* **YOUR INSTRUCTIONS**
Among the records that follow, how many lines include the string "before"? Only the number is wanted.

━━━ INFORMATION SHOWN ━━━

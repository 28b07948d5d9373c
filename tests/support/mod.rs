//! In-process stand-in for the remote word store.

#![allow(dead_code)]

use std::{
    net::SocketAddr,
    sync::{
        Arc,
        Mutex,
    },
    time::{
        Duration,
        Instant,
    },
};

use axum::{
    extract::{
        Path,
        State,
    },
    http::StatusCode,
    response::{
        IntoResponse,
        Response,
    },
    routing::{
        get,
        put,
    },
    Json,
    Router,
};
use serde_json::{
    json,
    Value,
};
use tokio::{
    net::TcpListener,
    runtime::Runtime,
};
use wordbook::core::WordRecord;

#[derive(Default)]
pub struct MockState {
    pub words: Vec<WordRecord>,
    pub next_id: u32,
    /// When set, every request fails with this status.
    pub fail_with: Option<u16>,
    /// Holds every `GET /words` response back this long.
    pub fetch_delay: Option<Duration>,
    pub created_bodies: Vec<Value>,
    pub updated_bodies: Vec<Value>,
}

pub type Shared = Arc<Mutex<MockState>>;

pub fn word(id: &str, word: &str, definition: &str) -> WordRecord {
    WordRecord {
        id: id.to_string(),
        word: word.to_string(),
        definition: definition.to_string(),
        image_url: String::new(),
        video_url: String::new(),
    }
}

pub fn seeded(words: Vec<WordRecord>) -> Shared {
    let next_id = words.len() as u32 + 1;
    Arc::new(Mutex::new(MockState { words, next_id, ..Default::default() }))
}

fn failure(state: &MockState) -> Option<Response> {
    state.fail_with.map(|code| {
        let status = StatusCode::from_u16(code).unwrap_or(StatusCode::INTERNAL_SERVER_ERROR);
        (status, Json(json!({ "message": "database unavailable" }))).into_response()
    })
}

fn not_found() -> Response {
    (StatusCode::NOT_FOUND, Json(json!({ "message": "Word not found" }))).into_response()
}

fn text(body: &Value, key: &str) -> Option<String> {
    body.get(key).and_then(|v| v.as_str()).map(str::to_string)
}

async fn list_words(State(state): State<Shared>) -> Response {
    let (response, delay) = {
        let state = state.lock().unwrap();
        let response = failure(&state)
            .unwrap_or_else(|| Json(json!({ "words": state.words })).into_response());
        (response, state.fetch_delay)
    };

    if let Some(delay) = delay {
        tokio::time::sleep(delay).await;
    }
    response
}

async fn create_word(State(state): State<Shared>, Json(body): Json<Value>) -> Response {
    let mut state = state.lock().unwrap();
    if let Some(resp) = failure(&state) {
        return resp;
    }

    let record = WordRecord {
        id: state.next_id.to_string(),
        word: text(&body, "word").unwrap_or_default(),
        definition: text(&body, "definition").unwrap_or_default(),
        image_url: text(&body, "imageUrl").unwrap_or_default(),
        video_url: text(&body, "videoUrl").unwrap_or_default(),
    };
    state.next_id += 1;
    state.created_bodies.push(body);
    state.words.push(record.clone());

    (StatusCode::CREATED, Json(record)).into_response()
}

async fn update_word(
    State(state): State<Shared>,
    Path(id): Path<String>,
    Json(body): Json<Value>,
) -> Response {
    let mut state = state.lock().unwrap();
    if let Some(resp) = failure(&state) {
        return resp;
    }
    state.updated_bodies.push(body.clone());

    let Some(record) = state.words.iter_mut().find(|w| w.id == id) else {
        return not_found();
    };

    if let Some(v) = text(&body, "word") {
        record.word = v;
    }
    if let Some(v) = text(&body, "definition") {
        record.definition = v;
    }
    if let Some(v) = text(&body, "imageUrl") {
        record.image_url = v;
    }
    if let Some(v) = text(&body, "videoUrl") {
        record.video_url = v;
    }

    Json(record.clone()).into_response()
}

async fn delete_word(State(state): State<Shared>, Path(id): Path<String>) -> Response {
    let mut state = state.lock().unwrap();
    if let Some(resp) = failure(&state) {
        return resp;
    }

    let before = state.words.len();
    state.words.retain(|w| w.id != id);
    if state.words.len() == before {
        return not_found();
    }

    Json(json!({ "message": "Word deleted" })).into_response()
}

fn router(state: Shared) -> Router {
    Router::new()
        .route("/words", get(list_words).post(create_word))
        .route("/words/:id", put(update_word).delete(delete_word))
        .with_state(state)
}

pub fn base_url(addr: SocketAddr) -> String {
    format!("http://{}/words", addr)
}

/// Serves on the current tokio runtime.
pub async fn spawn(state: Shared) -> SocketAddr {
    let listener = TcpListener::bind("127.0.0.1:0").await.unwrap();
    let addr = listener.local_addr().unwrap();
    let app = router(state);

    tokio::spawn(async move {
        axum::serve(listener, app).await.unwrap();
    });

    addr
}

/// Serves from its own runtime, for tests that are not async themselves.
pub struct BlockingServer {
    _runtime: Runtime,
    pub addr: SocketAddr,
    pub state: Shared,
}

impl BlockingServer {
    pub fn start(state: Shared) -> Self {
        let runtime = Runtime::new().unwrap();
        let addr = runtime.block_on(spawn(state.clone()));
        Self { _runtime: runtime, addr, state }
    }

    pub fn base_url(&self) -> String {
        base_url(self.addr)
    }
}

/// Polls `condition` until it holds or five seconds pass.
pub fn wait_until(mut condition: impl FnMut() -> bool) -> bool {
    let deadline = Instant::now() + Duration::from_secs(5);
    while Instant::now() < deadline {
        if condition() {
            return true;
        }
        std::thread::sleep(Duration::from_millis(10));
    }
    condition()
}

━━━

* **SOLVED PROBLEM**
2